## WHAT YOU NEED TO DO:
Once you reach the line containing "assert_eq!(state.travel_range(), 40);" in the entries below, write out that line and each one after it down to the line containing "assert_eq!(state.toggle_pause(), Notice::Paused);", exactly and with nothing added.

-------- INPUT RECORDS

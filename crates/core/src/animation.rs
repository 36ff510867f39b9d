//! Animation state module - position, tuning knobs and the bounce state machine
//!
//! [`AnimationState`] is owned by the render loop. Every parameter edit goes
//! through one of the clamping operations below, so the state can never leave
//! its valid ranges:
//!
//! - `0 <= position <= travel_range`
//! - `MIN_SPEED_SECS <= speed <= MAX_SPEED_SECS`
//! - `MIN_TRAVEL_RANGE <= travel_range <= MAX_TRAVEL_RANGE`

use std::fmt;
use std::time::{Duration, Instant};

use rand::Rng;

use crate::pattern;
use crate::types::*;

/// Observable result of a parameter edit, shown to the user as a one-line notice.
#[derive(Debug, Clone, Copy, PartialEq)]
pub enum Notice {
    PatternChanged(PatternKind),
    RandomPattern(PatternKind),
    Speed(f64),
    Range(u16),
    Paused,
    Resumed,
    /// The user asked for the controls reference.
    Help,
}

/// Read-only statistics view derived from [`AnimationState`].
#[derive(Debug, Clone, Copy, PartialEq)]
pub struct Stats {
    pub elapsed: Duration,
    pub bounces: u64,
    pub speed: f64,
    pub travel_range: u16,
    pub pattern: PatternKind,
}

impl fmt::Display for Stats {
    fn fmt(&self, f: &mut fmt::Formatter<'_>) -> fmt::Result {
        write!(
            f,
            "Time: {}s | Bounces: {} | Speed: {:.2}s | Range: {} | Pattern: {}",
            self.elapsed.as_secs(),
            self.bounces,
            self.speed,
            self.travel_range,
            self.pattern.name()
        )
    }
}

/// Complete animation state
#[derive(Debug, Clone)]
pub struct AnimationState {
    position: u16,
    heading: Heading,
    /// Seconds between frames.
    speed: f64,
    travel_range: u16,
    pattern: PatternKind,
    paused: bool,
    running: bool,
    show_stats: bool,
    /// Completed (unpaused) ticks.
    frame: u64,
    bounces: u64,
    started_at: Instant,
}

impl Default for AnimationState {
    fn default() -> Self {
        Self::new()
    }
}

impl AnimationState {
    /// Create the startup state: at column 0, heading outbound, default tuning.
    pub fn new() -> Self {
        Self {
            position: 0,
            heading: Heading::Outbound,
            speed: DEFAULT_SPEED_SECS,
            travel_range: DEFAULT_TRAVEL_RANGE,
            pattern: PatternKind::Simple,
            paused: false,
            running: true,
            show_stats: false,
            frame: 0,
            bounces: 0,
            started_at: Instant::now(),
        }
    }

    /// Create a startup state with custom tuning. Out-of-range values are clamped.
    pub fn with_settings(
        speed: f64,
        travel_range: u16,
        pattern: PatternKind,
        show_stats: bool,
    ) -> Self {
        let mut state = Self::new();
        state.speed = clamp_speed(speed);
        state.travel_range = travel_range.clamp(MIN_TRAVEL_RANGE, MAX_TRAVEL_RANGE);
        state.pattern = pattern;
        state.show_stats = show_stats;
        state
    }

    pub fn position(&self) -> u16 {
        self.position
    }

    pub fn heading(&self) -> Heading {
        self.heading
    }

    pub fn speed(&self) -> f64 {
        self.speed
    }

    pub fn frame_delay(&self) -> Duration {
        Duration::from_secs_f64(self.speed)
    }

    pub fn travel_range(&self) -> u16 {
        self.travel_range
    }

    pub fn pattern(&self) -> PatternKind {
        self.pattern
    }

    pub fn pattern_index(&self) -> usize {
        self.pattern.index()
    }

    pub fn paused(&self) -> bool {
        self.paused
    }

    pub fn running(&self) -> bool {
        self.running
    }

    pub fn show_stats(&self) -> bool {
        self.show_stats
    }

    pub fn frame(&self) -> u64 {
        self.frame
    }

    pub fn bounces(&self) -> u64 {
        self.bounces
    }

    pub fn started_at(&self) -> Instant {
        self.started_at
    }

    /// Glyphs of the active pattern for the current frame.
    pub fn current_pattern<R: Rng>(&self, rng: &mut R) -> String {
        pattern::render(self.pattern, self.frame, rng)
    }

    /// Cycle the pattern mode by `delta` steps, wrapping in both directions.
    pub fn change_pattern(&mut self, delta: i32) -> Notice {
        self.pattern = self.pattern.offset(delta);
        Notice::PatternChanged(self.pattern)
    }

    /// Jump to a uniformly random pattern mode (may pick the current one).
    pub fn random_pattern<R: Rng>(&mut self, rng: &mut R) -> Notice {
        let index = rng.gen_range(0..PATTERN_COUNT);
        self.pattern = PatternKind::ALL[index];
        Notice::RandomPattern(self.pattern)
    }

    /// Scale the frame delay by `factor`, clamped to the speed bounds.
    pub fn adjust_speed(&mut self, factor: f64) -> Notice {
        self.speed = clamp_speed(self.speed * factor);
        Notice::Speed(self.speed)
    }

    /// Grow or shrink the travel range by `delta`, clamped to the range bounds.
    ///
    /// The position is pulled back inside a narrowed range.
    pub fn adjust_range(&mut self, delta: i32) -> Notice {
        let next = (self.travel_range as i32 + delta)
            .clamp(MIN_TRAVEL_RANGE as i32, MAX_TRAVEL_RANGE as i32);
        self.travel_range = next as u16;
        self.position = self.position.min(self.travel_range);
        Notice::Range(self.travel_range)
    }

    pub fn toggle_pause(&mut self) -> Notice {
        self.paused = !self.paused;
        if self.paused {
            Notice::Paused
        } else {
            Notice::Resumed
        }
    }

    pub fn toggle_stats(&mut self) {
        self.show_stats = !self.show_stats;
    }

    pub fn stop(&mut self) {
        self.running = false;
    }

    /// Advance one tick of the bounce state machine.
    ///
    /// Does nothing while paused. Otherwise moves one column along the
    /// heading, reverses (counting a bounce) when a boundary is reached and
    /// advances the frame counter.
    pub fn update_position(&mut self) {
        if self.paused {
            return;
        }

        match self.heading {
            Heading::Outbound => {
                self.position = (self.position + 1).min(self.travel_range);
                if self.position >= self.travel_range {
                    self.heading = self.heading.reversed();
                    self.bounces += 1;
                }
            }
            Heading::Inbound => {
                self.position = self.position.saturating_sub(1);
                if self.position == 0 {
                    self.heading = self.heading.reversed();
                    self.bounces += 1;
                }
            }
        }

        self.frame += 1;
    }

    /// Apply a decoded key command.
    ///
    /// Returns the notice to show, if the command produces one.
    pub fn apply_command<R: Rng>(&mut self, command: Command, rng: &mut R) -> Option<Notice> {
        match command {
            Command::Faster => Some(self.adjust_speed(FASTER_FACTOR)),
            Command::Slower => Some(self.adjust_speed(SLOWER_FACTOR)),
            Command::NextPattern => Some(self.change_pattern(1)),
            Command::PrevPattern => Some(self.change_pattern(-1)),
            Command::RandomPattern => Some(self.random_pattern(rng)),
            Command::WidenRange => Some(self.adjust_range(RANGE_STEP)),
            Command::NarrowRange => Some(self.adjust_range(-RANGE_STEP)),
            Command::TogglePause => Some(self.toggle_pause()),
            Command::ToggleStats => {
                self.toggle_stats();
                None
            }
            Command::Help => Some(Notice::Help),
            Command::Quit => {
                self.stop();
                None
            }
        }
    }

    pub fn stats(&self) -> Stats {
        self.stats_at(Instant::now())
    }

    /// Statistics as of `now`.
    pub fn stats_at(&self, now: Instant) -> Stats {
        Stats {
            elapsed: now.saturating_duration_since(self.started_at),
            bounces: self.bounces,
            speed: self.speed,
            travel_range: self.travel_range,
            pattern: self.pattern,
        }
    }
}

fn clamp_speed(speed: f64) -> f64 {
    if speed.is_nan() {
        return DEFAULT_SPEED_SECS;
    }
    speed.clamp(MIN_SPEED_SECS, MAX_SPEED_SECS)
}

#[cfg(test)]
mod tests {
    use super::*;
    use rand::rngs::StdRng;
    use rand::SeedableRng;

    #[test]
    fn test_new_animation_state() {
        let state = AnimationState::new();

        assert_eq!(state.position(), 0);
        assert_eq!(state.heading(), Heading::Outbound);
        assert_eq!(state.speed(), 0.1);
        assert_eq!(state.travel_range(), 40);
        assert_eq!(state.pattern_index(), 0);
        assert!(!state.paused());
        assert!(state.running());
        assert!(!state.show_stats());
        assert_eq!(state.frame(), 0);
        assert_eq!(state.bounces(), 0);
    }

    #[test]
    fn forty_updates_reach_the_far_wall() {
        let mut state = AnimationState::new();
        for _ in 0..40 {
            state.update_position();
        }

        assert_eq!(state.position(), 40);
        assert_eq!(state.heading(), Heading::Inbound);
        assert_eq!(state.bounces(), 1);
        assert_eq!(state.frame(), 40);
    }

    #[test]
    fn bounce_only_counts_at_boundaries() {
        for range in [10u16, 11, 37, 80] {
            let mut state = AnimationState::with_settings(0.1, range, PatternKind::Simple, false);
            let mut expected_bounces = 0;
            for _ in 0..(range as u32 * 5) {
                let before = state.bounces();
                state.update_position();
                assert!(state.position() <= range);

                let at_wall = state.position() == 0 || state.position() == range;
                if at_wall {
                    expected_bounces += 1;
                    assert_eq!(state.bounces(), before + 1);
                } else {
                    assert_eq!(state.bounces(), before);
                }
            }
            assert_eq!(state.bounces(), expected_bounces);
            assert_eq!(state.bounces(), 5);
        }
    }

    #[test]
    fn paused_state_does_not_move_or_count_frames() {
        let mut state = AnimationState::new();
        state.update_position();
        assert_eq!(state.toggle_pause(), Notice::Paused);

        for _ in 0..10 {
            state.update_position();
        }
        assert_eq!(state.position(), 1);
        assert_eq!(state.frame(), 1);

        assert_eq!(state.toggle_pause(), Notice::Resumed);
        state.update_position();
        assert_eq!(state.position(), 2);
        assert_eq!(state.frame(), 2);
    }

    #[test]
    fn speed_stays_clamped() {
        let mut state = AnimationState::new();
        for _ in 0..20 {
            state.adjust_speed(FASTER_FACTOR);
        }
        assert_eq!(state.speed(), MIN_SPEED_SECS);

        for factor in [3.0, 0.5, 10.0, 10.0, 0.01, 1.25] {
            state.adjust_speed(factor);
            assert!(state.speed() >= MIN_SPEED_SECS && state.speed() <= MAX_SPEED_SECS);
        }

        for _ in 0..40 {
            state.adjust_speed(SLOWER_FACTOR);
        }
        assert_eq!(state.speed(), MAX_SPEED_SECS);
        assert_eq!(state.adjust_speed(f64::NAN), Notice::Speed(DEFAULT_SPEED_SECS));
    }

    #[test]
    fn range_stays_clamped() {
        let mut state = AnimationState::new();
        for _ in 0..20 {
            state.adjust_range(RANGE_STEP);
        }
        assert_eq!(state.travel_range(), MAX_TRAVEL_RANGE);

        for _ in 0..20 {
            state.adjust_range(-RANGE_STEP);
        }
        assert_eq!(state.travel_range(), MIN_TRAVEL_RANGE);
        assert_eq!(state.adjust_range(5), Notice::Range(15));
    }

    #[test]
    fn narrowing_range_keeps_position_inside() {
        let mut state = AnimationState::new();
        for _ in 0..30 {
            state.update_position();
        }
        assert_eq!(state.position(), 30);

        state.adjust_range(-30);
        assert_eq!(state.travel_range(), 10);
        assert_eq!(state.position(), 10);

        state.update_position();
        assert!(state.position() <= state.travel_range());
        assert_eq!(state.heading(), Heading::Inbound);
    }

    #[test]
    fn pattern_cycle_returns_home() {
        let mut state = AnimationState::new();
        state.change_pattern(3);
        let start = state.pattern_index();

        for _ in 0..PATTERN_COUNT {
            state.change_pattern(1);
        }
        assert_eq!(state.pattern_index(), start);

        for _ in 0..PATTERN_COUNT {
            state.change_pattern(-1);
        }
        assert_eq!(state.pattern_index(), start);

        state.change_pattern(-4);
        assert_eq!(state.pattern(), PatternKind::Fractal);
    }

    #[test]
    fn commands_map_to_operations() {
        let mut rng = StdRng::seed_from_u64(3);
        let mut state = AnimationState::new();

        assert_eq!(
            state.apply_command(Command::NextPattern, &mut rng),
            Some(Notice::PatternChanged(PatternKind::Wave))
        );
        assert_eq!(
            state.apply_command(Command::PrevPattern, &mut rng),
            Some(Notice::PatternChanged(PatternKind::Simple))
        );
        assert_eq!(
            state.apply_command(Command::WidenRange, &mut rng),
            Some(Notice::Range(45))
        );
        assert_eq!(
            state.apply_command(Command::NarrowRange, &mut rng),
            Some(Notice::Range(40))
        );
        assert_eq!(state.apply_command(Command::Help, &mut rng), Some(Notice::Help));

        assert_eq!(state.apply_command(Command::ToggleStats, &mut rng), None);
        assert!(state.show_stats());

        match state.apply_command(Command::RandomPattern, &mut rng) {
            Some(Notice::RandomPattern(kind)) => assert_eq!(kind, state.pattern()),
            other => panic!("unexpected notice: {other:?}"),
        }

        assert_eq!(state.apply_command(Command::Quit, &mut rng), None);
        assert!(!state.running());
    }

    #[test]
    fn twenty_faster_commands_hit_the_floor() {
        let mut rng = StdRng::seed_from_u64(0);
        let mut state = AnimationState::new();
        for _ in 0..20 {
            state.apply_command(Command::Faster, &mut rng);
        }
        assert_eq!(state.speed(), 0.01);
    }

    #[test]
    fn stats_reflect_state() {
        let mut state = AnimationState::new();
        for _ in 0..40 {
            state.update_position();
        }
        state.change_pattern(1);

        let now = state.started_at() + Duration::from_millis(12_400);
        let stats = state.stats_at(now);
        assert_eq!(stats.elapsed.as_secs(), 12);
        assert_eq!(stats.bounces, 1);
        assert_eq!(
            stats.to_string(),
            "Time: 12s | Bounces: 1 | Speed: 0.10s | Range: 40 | Pattern: Wave"
        );
    }

    #[test]
    fn with_settings_clamps_inputs() {
        let state = AnimationState::with_settings(5.0, 3, PatternKind::Pulse, true);
        assert_eq!(state.speed(), MAX_SPEED_SECS);
        assert_eq!(state.travel_range(), MIN_TRAVEL_RANGE);
        assert_eq!(state.pattern(), PatternKind::Pulse);
        assert!(state.show_stats());
    }
}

----------------

## TASK SOLUTION:
        assert_eq!(state.travel_range(), 40);
        assert_eq!(state.pattern_index(), 0);
        assert!(!state.paused());
        assert!(state.running());
        assert!(!state.show_stats());
        assert_eq!(state.frame(), 0);
        assert_eq!(state.bounces(), 0);
    }

    #[test]
    fn forty_updates_reach_the_far_wall() {
        let mut state = AnimationState::new();
        for _ in 0..40 {
            state.update_position();
        }

        assert_eq!(state.position(), 40);
        assert_eq!(state.heading(), Heading::Inbound);
        assert_eq!(state.bounces(), 1);
        assert_eq!(state.frame(), 40);
    }

    #[test]
    fn bounce_only_counts_at_boundaries() {
        for range in [10u16, 11, 37, 80] {
            let mut state = AnimationState::with_settings(0.1, range, PatternKind::Simple, false);
            let mut expected_bounces = 0;
            for _ in 0..(range as u32 * 5) {
                let before = state.bounces();
                state.update_position();
                assert!(state.position() <= range);

                let at_wall = state.position() == 0 || state.position() == range;
                if at_wall {
                    expected_bounces += 1;
                    assert_eq!(state.bounces(), before + 1);
                } else {
                    assert_eq!(state.bounces(), before);
                }
            }
            assert_eq!(state.bounces(), expected_bounces);
            assert_eq!(state.bounces(), 5);
        }
    }

    #[test]
    fn paused_state_does_not_move_or_count_frames() {
        let mut state = AnimationState::new();
        state.update_position();
        assert_eq!(state.toggle_pause(), Notice::Paused);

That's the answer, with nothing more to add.